Glide the Clyde said:


> Endura stuff. Their XL sizes should be pretty close for a 35”-36” waist. The Humvee line is very durable and functional.
> 
> I’m 6’7” at 240 with a 36” waist and that’s what I wear. Everything else just doesn’t fit right.



Hey fellow Clydes. Wondering if you can help me out here. I'm getting ready to order some pants in the next few weeks for the cool season and have narrowed it down a bit to just a few choices. But Endura has not responded to me about how long the inseam is on their pants at each waist size. They responded initially and said they would check, then must have forgot, because it's been almost a month now. Then emailed them again, and still no response. 

So if any of you that have Endura pants, can measure the inseam on yours and share here, AND mention what waist size they are as well, that would be SUPER helpful.
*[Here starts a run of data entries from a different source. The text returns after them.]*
// SPDX-License-Identifier: BUSL-1.1
// Copyright (c) 2026 Alfred Jean LLC

//! Daemon process management utilities.
//!
//! Functions for starting, stopping, and monitoring the per-project `forged`
//! process. Everything here is scoped to a `project_root`; there is no
//! global, user-level daemon.

use std::path::{Path, PathBuf};
use std::process::Command;
use std::time::{Duration, Instant};

use forge_daemon::Config;

use crate::client::ClientError;

/// Start the daemon in the background, returning the child process handle.
/// `provider` is passed down via `FORGE_PROVIDER`, which `forged` reads at
/// startup to pick which backend to register as its `"primary"` model.
pub fn start_daemon_background(project_root: &Path, provider: &str) -> Result<std::process::Child, ClientError> {
    let forged_path = find_forged_binary()?;

    Command::new(&forged_path)
        .arg(project_root)
        .env("FORGE_PROVIDER", provider)
        .stdin(std::process::Stdio::null())
        .stdout(std::process::Stdio::null())
        .stderr(std::process::Stdio::null())
        .spawn()
        .map_err(|e| ClientError::DaemonStartFailed(e.to_string()))
}

/// Stop the daemon synchronously using SIGTERM + polling.
pub fn stop_daemon_sync(project_root: &Path) {
    if let Some(pid) = read_daemon_pid(project_root) {
        kill_signal("-15", pid);

        let start = Instant::now();
        let timeout = super::client::timeout_exit();
        while start.elapsed() < timeout {
            if !process_exists(pid) {
                break;
            }
            std::thread::sleep(Duration::from_millis(50));
        }

        if process_exists(pid) {
            force_kill_daemon(pid);
            let start = Instant::now();
            while start.elapsed() < timeout {
                if !process_exists(pid) {
                    break;
                }
                std::thread::sleep(Duration::from_millis(50));
            }
        }
    }

    cleanup_stale_files(project_root);
}

/// Wait for a process to exit.
pub async fn wait_for_exit(pid: u32, timeout: Duration) -> bool {
    let start = Instant::now();
    while start.elapsed() < timeout {
        if !process_exists(pid) {
            return true;
        }
        tokio::time::sleep(super::client::poll_interval()).await;
    }
    false
}

/// Find the `forged` binary.
fn find_forged_binary() -> Result<PathBuf, ClientError> {
    if let Some(path) = crate::env::daemon_binary() {
        return Ok(PathBuf::from(path));
    }

    let current_exe = std::env::current_exe().ok();

    // Only use CARGO_MANIFEST_DIR if the CLI itself is a debug build, so a
    // release `forge` never picks up a stale dev sibling.
    let is_debug_build = current_exe
        .as_ref()
        .and_then(|p| p.to_str())
        .map(|s| s.contains("target/debug"))
        .unwrap_or(false);

    if is_debug_build {
        if let Some(manifest_dir) = crate::env::cargo_manifest_dir() {
            let dev_path = PathBuf::from(manifest_dir)
                .parent()
                .and_then(|p| p.parent())
                .map(|p| p.join("target/debug/forged"));
            if let Some(path) = dev_path {
                if path.exists() {
                    return Ok(path);
                }
            }
        }
    }

    if let Some(ref exe) = current_exe {
        if let Some(dir) = exe.parent() {
            let sibling = dir.join("forged");
            if sibling.exists() {
                return Ok(sibling);
            }
        }
    }

    Ok(PathBuf::from("forged"))
}

/// Socket path for `project_root`'s daemon.
pub fn daemon_socket(project_root: &Path) -> PathBuf {
    Config::load(project_root).socket_path
}

/// Lock file path, which also holds the daemon's pid (one line, written at
/// startup — there is no separate pid file).
fn daemon_lock_path(project_root: &Path) -> PathBuf {
    Config::load(project_root).lock_path
}

fn daemon_log_path(project_root: &Path) -> PathBuf {
    Config::load(project_root).log_path
}

/// Remove the socket and lock files left behind by a dead daemon.
pub fn cleanup_stale_files(project_root: &Path) {
    let config = Config::load(project_root);
    if config.socket_path.exists() {
        let _ = std::fs::remove_file(&config.socket_path);
    }
    if config.lock_path.exists() {
        let _ = std::fs::remove_file(&config.lock_path);
    }
}

/// Read the daemon's pid out of its lock file, if present and running.
pub fn read_daemon_pid(project_root: &Path) -> Option<u32> {
    let content = std::fs::read_to_string(daemon_lock_path(project_root)).ok()?;
    content.trim().parse::<u32>().ok()
}

fn kill_signal(signal: &str, pid: u32) -> bool {
    Command::new("kill")
        .args([signal, &pid.to_string()])
        .stdin(std::process::Stdio::null())
        .stdout(std::process::Stdio::null())
        .stderr(std::process::Stdio::null())
        .status()
        .map(|s| s.success())
        .unwrap_or(false)
}

pub fn process_exists(pid: u32) -> bool {
    kill_signal("-0", pid)
}

pub fn force_kill_daemon(pid: u32) -> bool {
    kill_signal("-9", pid)
}

/// Marker `forged` writes to its log before anything else.
const STARTUP_MARKER_PREFIX: &str = "--- forged: starting (pid: ";

/// Read daemon log from the most recent startup marker, looking for errors.
pub fn read_startup_error(project_root: &Path) -> Option<String> {
    let content = std::fs::read_to_string(daemon_log_path(project_root)).ok()?;
    parse_startup_error(&content)
}

fn parse_startup_error(content: &str) -> Option<String> {
    let start_pos = content.rfind(STARTUP_MARKER_PREFIX)?;
    let startup_log = &content[start_pos..];

    let errors: Vec<&str> = startup_log
        .lines()
        .filter(|line| line.contains(" ERROR ") || line.contains("Failed to start"))
        .collect();

    if errors.is_empty() {
        return None;
    }

    let error_messages: Vec<String> = errors
        .iter()
        .filter_map(|line| line.split_once(": ").map(|(_, msg)| msg.to_string()))
        .collect();

    if error_messages.is_empty() {
        Some(errors.join("\n"))
    } else {
        Some(error_messages.join("\n"))
    }
}

/// Wrap an error with startup log info if available.
pub fn wrap_with_startup_error(project_root: &Path, err: ClientError) -> ClientError {
    if matches!(err, ClientError::DaemonStartFailed(_)) {
        return err;
    }

    match read_startup_error(project_root) {
        Some(startup_error) => ClientError::DaemonStartFailed(startup_error),
        None => err,
    }
}

/// Probe whether a Unix socket is accepting connections.
pub fn probe_socket(socket_path: &Path) -> bool {
    std::os::unix::net::UnixStream::connect(socket_path).is_ok()
}

/// Remove stale socket/lock files when the daemon is not actually running.
pub fn cleanup_stale_socket(project_root: &Path) {
    match read_daemon_pid(project_root) {
        Some(pid) if process_exists(pid) => {}
        _ => cleanup_stale_files(project_root),
    }
}

#[cfg(test)]
#[path = "daemon_process_tests.rs"]
mod tests;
I normally wear 34 x 36 pants and don't want to have to order SUPER huge waist size, just to get a decent length, unless it's absolutely necessary. They'd be to baggy and loose and get in the way, and I'd have to wear a belt and everything. I'd rather just get pants that fit. Thanks guys


----------



## CLDSDL43 (Sep 15, 2021)

I just received Endura Single Track Trouser 2 in xxxl. I wear most all pants in 38-36. 6'-7".
255lbs. These are the most satisfying pants I'll say. When you are 6-7" you expect inseam to be on short side. Not these. I purchased for cooler to cold rides. Pics for inseam included. Fits high enough in rear above waste. Quality. Built well. Comfortable on rides. Usually 1-3 hr rides, lots of climbing and technical riding. Love them.


----------



## CLDSDL43 (Sep 15, 2021)

Just to add to my previous post. They are not too baggy or loose. Just enough room in knee area if you add some light knee guards.


----------



## SuperWookie (Feb 5, 2020)

CLDSDL43 said:


> I just received Endura Single Track Trouser 2 in xxxl. I wear most all pants in 38-36. 6'-7".
> 255lbs. These are the most satisfying pants I'll say. When you are 6-7" you expect inseam to be on short side. Not these. I purchased for cooler to cold rides. Pics for inseam included. Fits high enough in rear above waste. Quality. Built well. Comfortable on rides. Usually 1-3 hr rides, lots of climbing and technical riding. Love them.


Excellent, thanks for the info. Very helpful


Also Endura just wrote back to me, and they sent me some crazy weird info, haha. Apparently every single pant they sell has different inseam lengths for that size?!? Which is super weird. You'd think all their pants, in a given size would be the same inseam. 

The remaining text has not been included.